Glaciers have repeatedly expanded and retreated over most of Canada, crushing and grinding
the countenance of half the continent, leaving us the most glaciated terrain in the world.
Countless rivers and lakes are the disrupted drainage channels of glaciers. Plains and rich
soils are their legacy to farmers. Rugged mountain ranges, sculpted by scouring ice, are among
the most dramatic features of our post-Ice Age landscape.
Although Canada’s glaciers are now generally in repose or retreat, they continue to fascinate
scientists and sightseers alike. They provide sensitive indicators of current environmental
change, visibly retreating within a season or surging forward by metres each day. Like time
capsules, they carry myriad clues to the climatic conditions of ancient and recent eras. There
are riches aplenty for the imagination to peruse in the history of their passing.
West Coast glaciers
The mountains along Canada’s West Coast
support some of the world’s largest non-polar glaciers, particularly those creeping through
the St.

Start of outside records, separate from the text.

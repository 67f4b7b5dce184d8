/*
 * Copyright (c) Meta Platforms, Inc. and affiliates.
 * All rights reserved.
 *
 * This source code is licensed under the BSD-style license found in the
 * LICENSE file in the root directory of this source tree.
 */

use std::any::Any;
use std::fmt;
use std::sync::Arc;

use enum_as_inner::EnumAsInner;
use serde::Deserialize;
use serde::Serialize;

/// A single cell of a [`Row`](crate::Row).
///
/// Grids are heterogeneous: one dimension may hold learning rates,
/// another activation names. `Value` is the dynamically typed
/// carrier for all of them. Native Rust values convert into it via
/// `From`, and come back out through the `as_*` / `into_*`
/// accessors.
///
/// [`Value::Object`] holds an arbitrary shared Rust value (see
/// [`Grid::instantiate`](crate::Grid::instantiate)); it is skipped by
/// serde.
#[derive(Clone, Debug, EnumAsInner, Serialize, Deserialize)]
pub enum Value {
    Null,
    Bool(bool),
    Int(i64),
    Float(f64),
    Str(String),
    List(Vec<Value>),
    #[serde(skip)]
    Object(Object),
}

impl Value {
    /// Wrap an arbitrary value as an [`Object`].
    pub fn object<T: Any + Send + Sync>(value: T) -> Self {
        Value::Object(Object::new(value))
    }

    /// Numeric view of this value. Integers widen to floats.
    pub fn to_f64(&self) -> Option<f64> {
        match self {
            Value::Int(v) => Some(*v as f64),
            Value::Float(v) => Some(*v),
            _ => None,
        }
    }

    /// Borrow the string content, if this is a `Str`.
    pub fn as_text(&self) -> Option<&str> {
        self.as_str().map(String::as_str)
    }

    /// Downcast an `Object` payload to its concrete type.
    pub fn downcast_ref<T: Any>(&self) -> Option<&T> {
        self.as_object().and_then(Object::downcast_ref)
    }
}

impl PartialEq for Value {
    fn eq(&self, other: &Self) -> bool {
        use Value::*;
        match (self, other) {
            (Null, Null) => true,
            (Bool(a), Bool(b)) => a == b,
            (Int(a), Int(b)) => a == b,
            (Float(a), Float(b)) => a == b,
            (Str(a), Str(b)) => a == b,
            (List(a), List(b)) => a == b,
            (Object(a), Object(b)) => a.ptr_eq(b),
            _ => false,
        }
    }
}

impl fmt::Display for Value {
    fn fmt(&self, f: &mut fmt::Formatter<'_>) -> fmt::Result {
        match self {
            Value::Null => write!(f, "null"),
            Value::Bool(v) => write!(f, "{}", v),
            Value::Int(v) => write!(f, "{}", v),
            Value::Float(v) => write!(f, "{:?}", v),
            Value::Str(v) => write!(f, "{:?}", v),
            Value::List(vs) => {
                write!(f, "[")?;
                for (i, v) in vs.iter().enumerate() {
                    if i > 0 {
                        write!(f, ", ")?;
                    }
                    write!(f, "{}", v)?;
                }
                write!(f, "]")
            }
            Value::Object(o) => write!(f, "<{}>", o.type_name()),
        }
    }
}

macro_rules! impl_from_int {
    ($($t:ty),*) => {
        $(
            impl From<$t> for Value {
                fn from(v: $t) -> Self {
                    Value::Int(v as i64)
                }
            }
        )*
    };
}

impl_from_int!(i8, i16, i32, i64, u8, u16, u32, usize);

impl From<bool> for Value {
    fn from(v: bool) -> Self {
        Value::Bool(v)
    }
}

impl From<f32> for Value {
    fn from(v: f32) -> Self {
        Value::Float(v as f64)
    }
}

impl From<f64> for Value {
    fn from(v: f64) -> Self {
        Value::Float(v)
    }
}

impl From<&str> for Value {
    fn from(v: &str) -> Self {
        Value::Str(v.to_string())
    }
}

impl From<String> for Value {
    fn from(v: String) -> Self {
        Value::Str(v)
    }
}

impl<T: Into<Value>> From<Vec<T>> for Value {
    fn from(vs: Vec<T>) -> Self {
        Value::List(vs.into_iter().map(Into::into).collect())
    }
}

impl<T: Into<Value>> From<Option<T>> for Value {
    fn from(v: Option<T>) -> Self {
        v.map_or(Value::Null, Into::into)
    }
}

/// A shared, type-erased Rust value stored in a row.
///
/// Equality is identity: two objects are equal only if they share
/// the same allocation.
#[derive(Clone)]
pub struct Object {
    type_name: &'static str,
    inner: Arc<dyn Any + Send + Sync>,
}

impl Object {
    pub fn new<T: Any + Send + Sync>(value: T) -> Self {
        Self {
            type_name: std::any::type_name::<T>(),
            inner: Arc::new(value),
        }
    }

    /// The Rust type name of the wrapped value.
    pub fn type_name(&self) -> &'static str {
        self.type_name
    }

    pub fn downcast_ref<T: Any>(&self) -> Option<&T> {
        self.inner.downcast_ref()
    }

    pub fn ptr_eq(&self, other: &Object) -> bool {
        Arc::ptr_eq(&self.inner, &other.inner)
    }
}

impl fmt::Debug for Object {
    fn fmt(&self, f: &mut fmt::Formatter<'_>) -> fmt::Result {
        f.debug_tuple("Object").field(&self.type_name).finish()
    }
}

#[cfg(test)]
mod tests {
    use super::*;

    #[test]
    fn test_conversions() {
        assert_eq!(Value::from(3), Value::Int(3));
        assert_eq!(Value::from(3usize), Value::Int(3));
        assert_eq!(Value::from(0.5), Value::Float(0.5));
        assert_eq!(Value::from("relu"), Value::Str("relu".into()));
        assert_eq!(Value::from(None::<i32>), Value::Null);
        assert_eq!(
            Value::from(vec![1, 2]),
            Value::List(vec![Value::Int(1), Value::Int(2)])
        );
    }

    #[test]
    fn test_accessors() {
        assert_eq!(Value::Int(2).as_int(), Some(&2));
        assert_eq!(Value::Int(2).to_f64(), Some(2.0));
        assert_eq!(Value::Float(0.25).to_f64(), Some(0.25));
        assert_eq!(Value::from("a").as_text(), Some("a"));
        assert!(Value::Null.is_null());
        assert_eq!(Value::Bool(true).to_f64(), None);
    }

    #[test]
    fn test_display() {
        assert_eq!(Value::from(1).to_string(), "1");
        assert_eq!(Value::from(1.0).to_string(), "1.0");
        assert_eq!(Value::from("a").to_string(), "\"a\"");
        assert_eq!(Value::from(vec![1, 2]).to_string(), "[1, 2]");
        assert_eq!(Value::Null.to_string(), "null");
    }

    #[test]
    fn test_object_identity() {
        #[derive(Debug, PartialEq)]
        struct Config {
            depth: i64,
        }

        let a = Value::object(Config { depth: 3 });
        let b = a.clone();
        let c = Value::object(Config { depth: 3 });
        assert_eq!(a, b);
        assert_ne!(a, c);
        assert_eq!(a.downcast_ref::<Config>(), Some(&Config { depth: 3 }));
        assert_eq!(a.downcast_ref::<String>(), None);
        assert!(a.to_string().contains("Config"));
    }

    #[test]
    fn test_serde() {
        let v = Value::from(vec![Value::from(1), Value::from("x")]);
        let json = serde_json::to_string(&v).unwrap();
        let back: Value = serde_json::from_str(&json).unwrap();
        assert_eq!(v, back);
        assert!(serde_json::to_string(&Value::object(1u8)).is_err());
    }
}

Elias Mountains of the Yukon and British Columbia. Many have been retreating
markedly since the mid-1800s – in some cases by 10 to 30 metres each year. Scientists
are uncertain whether the warming trend causing the retreat is a natural fluctuation
or human-induced climate change. |
Rockies glaciers
Feeding the flow Once gently rounded
mountains, the Rockies are now recognized for their sharply carved peaks, steep rock
faces and wide valleys – all features of repeated glacial erosion. Thousands of
glaciers and numerous icefields still grace the Rockies’ picturesque landscape. Those
lying along the Continental Divide (which forms the southern portion of the B.C.-Alberta
border) feed some of Canada’s major river systems, eventually flowing into the Atlantic
(via Hudson Bay), Pacific and Arctic oceans. |

Eastern Arctic
The eastern Arctic houses by far the
biggest and oldest glaciers in Canada, and comprises three-quarters of our glacial coverage.
At 100,000 years old, the Barnes Ice Cap on Baffin Island is the only Canadian remnant
of the Laurentide Ice Sheet. Unlike other glaciated areas, the climate in the eastern
Arctic has not changed since 1959, when glaciologists began annual measurements of snow
accumulation and melting.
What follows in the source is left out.